Should You Host Your Email on the Same Server as Your Web Site?
Many small businesses decide to host their email on their web server. After all, if you have a website you absolutely have to have email, right? When asking yourself where you should host your email the correct answer is: NOT on your website. You might be protesting right now. Every good web hosting service, and even the not so great ones, give this sort of service away for free when you host your site with them.
Free to Fail
Freebies are all well and good, but the truth is if (and when) your website goes down, what is going to happen? Your email is going with it – oops. No notifications via email about issues, no chance to take angry customers’ concerns before they get to a boiling point. Sure, you can hope that there is an alternative way to be notified, like SMS, but that still leaves you at a pretty big loss. Remember the old saying about putting all your eggs in one basket.? Do that, and when your web server goes down you have eggs everywhere and a bunch of angry customers complaining at the same time!
Resource Hogging and How It Will Starve Your Website
Email hosting eats up a LOT of resources. If your hosting service has restrictions or fees that come with going over the use contract, you’re going to be looking at some high costs. What’s worse is that those resources being taken over by email means that you’re going to have a web page both loading and running much more slowly. Users are not going to be impressed. Worse still, Google tracks the loading time of your web pages down to the millisecond. If you site loads too slowly, Google will send visitors to other pages that load more quickly.

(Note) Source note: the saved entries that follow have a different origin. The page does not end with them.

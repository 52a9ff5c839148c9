//! 분석 전반에서 사용되는 공통 타입.

mod decimal;
mod series;

pub use decimal::*;
pub use series::*;
//! 세션 저장소.
//!
//! 로그인 시도 횟수와 인증 상태를 세션 토큰별로 보관합니다.
//! 저장소는 [`crate::Authenticator`]에 주입되며 전역 상태를 두지 않습니다.

use std::collections::HashMap;
use std::sync::Arc;

use async_trait::async_trait;
use chrono::{DateTime, Utc};
use tokio::sync::RwLock;

use crate::error::AuthResult;

/// 세션 하나의 로그인 상태.
#[derive(Debug, Clone, Default, PartialEq, Eq)]
pub struct SessionRecord {
    /// 연속 실패 횟수
    pub failed_attempts: u32,
    /// 잠금 해제 시각
    pub locked_until: Option<DateTime<Utc>>,
    /// 인증 완료 여부
    pub authenticated: bool,
}

impl SessionRecord {
    /// `now` 시점에 잠겨 있는지 확인합니다.
    pub fn is_locked_at(&self, now: DateTime<Utc>) -> bool {
        self.locked_until.is_some_and(|until| now < until)
    }
}

/// 세션 상태 저장소.
#[async_trait]
pub trait SessionStore: Send + Sync {
    /// 세션 상태를 조회합니다.
    async fn get(&self, token: &str) -> AuthResult<Option<SessionRecord>>;

    /// 세션 상태를 저장합니다.
    async fn put(&self, token: &str, record: SessionRecord) -> AuthResult<()>;

    /// 세션을 삭제합니다.
    async fn remove(&self, token: &str) -> AuthResult<()>;
}

/// 프로세스 메모리 기반 저장소.
#[derive(Debug, Default)]
pub struct InMemorySessionStore {
    sessions: RwLock<HashMap<String, SessionRecord>>,
}

impl InMemorySessionStore {
    /// 빈 저장소를 생성합니다.
    pub fn new() -> Self {
        Self::default()
    }

    /// 추적 중인 세션 수.
    pub async fn len(&self) -> usize {
        self.sessions.read().await.len()
    }

    /// 추적 중인 세션이 없는지 확인합니다.
    pub async fn is_empty(&self) -> bool {
        self.sessions.read().await.is_empty()
    }
}

#[async_trait]
impl SessionStore for InMemorySessionStore {
    async fn get(&self, token: &str) -> AuthResult<Option<SessionRecord>> {
        Ok(self.sessions.read().await.get(token).cloned())
    }

    async fn put(&self, token: &str, record: SessionRecord) -> AuthResult<()> {
        self.sessions.write().await.insert(token.to_string(), record);
        Ok(())
    }

    async fn remove(&self, token: &str) -> AuthResult<()> {
        self.sessions.write().await.remove(token);
        Ok(())
    }
}

#[async_trait]
impl<T: SessionStore + ?Sized> SessionStore for Arc<T> {
    async fn get(&self, token: &str) -> AuthResult<Option<SessionRecord>> {
        (**self).get(token).await
    }

    async fn put(&self, token: &str, record: SessionRecord) -> AuthResult<()> {
        (**self).put(token, record).await
    }

    async fn remove(&self, token: &str) -> AuthResult<()> {
        (**self).remove(token).await
    }
}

Don’t Hit the Panic Button Yet
Starting to see the point? Fortunately, it isn’t all a horror show of limited options and expensive technology. Your web server should exist solely for the purpose of loading your page quickly and efficiently. It’s bad for business to be slow, and your livelihood shouldn’t be put in jeopardy because of email problems.
We’ve established that you don’t want to ever host email on your web server, but it should also be said that you shouldn’t ever host your own email server either.
Gmail – The Easy Button
The simplest option is actually Gmail. Gmail, which is a Google product, is free and the cheapest option for your domain, which is great if you’re just getting started. Google’s biggest advantage is that it is, well, Google. It has the financial force to throw into getting the best people and technology that can be bought – and you won’t ever need to worry about Gmail going down. In the unlikely scenario of that happening, there would many, many people working on getting it fixed. For technophobes, another advantage is that Gmail is easy to use and configure. You won’t even need a family member who is good with computers to get it running for you.
Nothing to Lose, But Everything to Gain
Using a third party such as Gmail ensures that your email will still be running even if your website goes down. You also won’t have to worry about your website loading at slows speeds and being passed over by Google. Anyone hosting a website knows how important it is that the site doesn’t go down and how important it is also that you have email as an option available. Whether you are hosting a fan page, a portfolio, or running a business, your website represents an important part of you and your goals. One bundle of services might seem easier and more convenient than separate services, but it’s also a possible way to drive off potential traffic and customers.
No matter how you view it, email is necessary in this age of communication. With customer and reader feedback being as important and instantaneous as it typically is, email is necessary both for you and for the people who are interacting with your website. “You get what you pay for” really applies in this situation. An option that combines web hosting with email hosting is useful in some cases. When it comes to the operation of your web site, however, the disadvantages outweigh the advantages.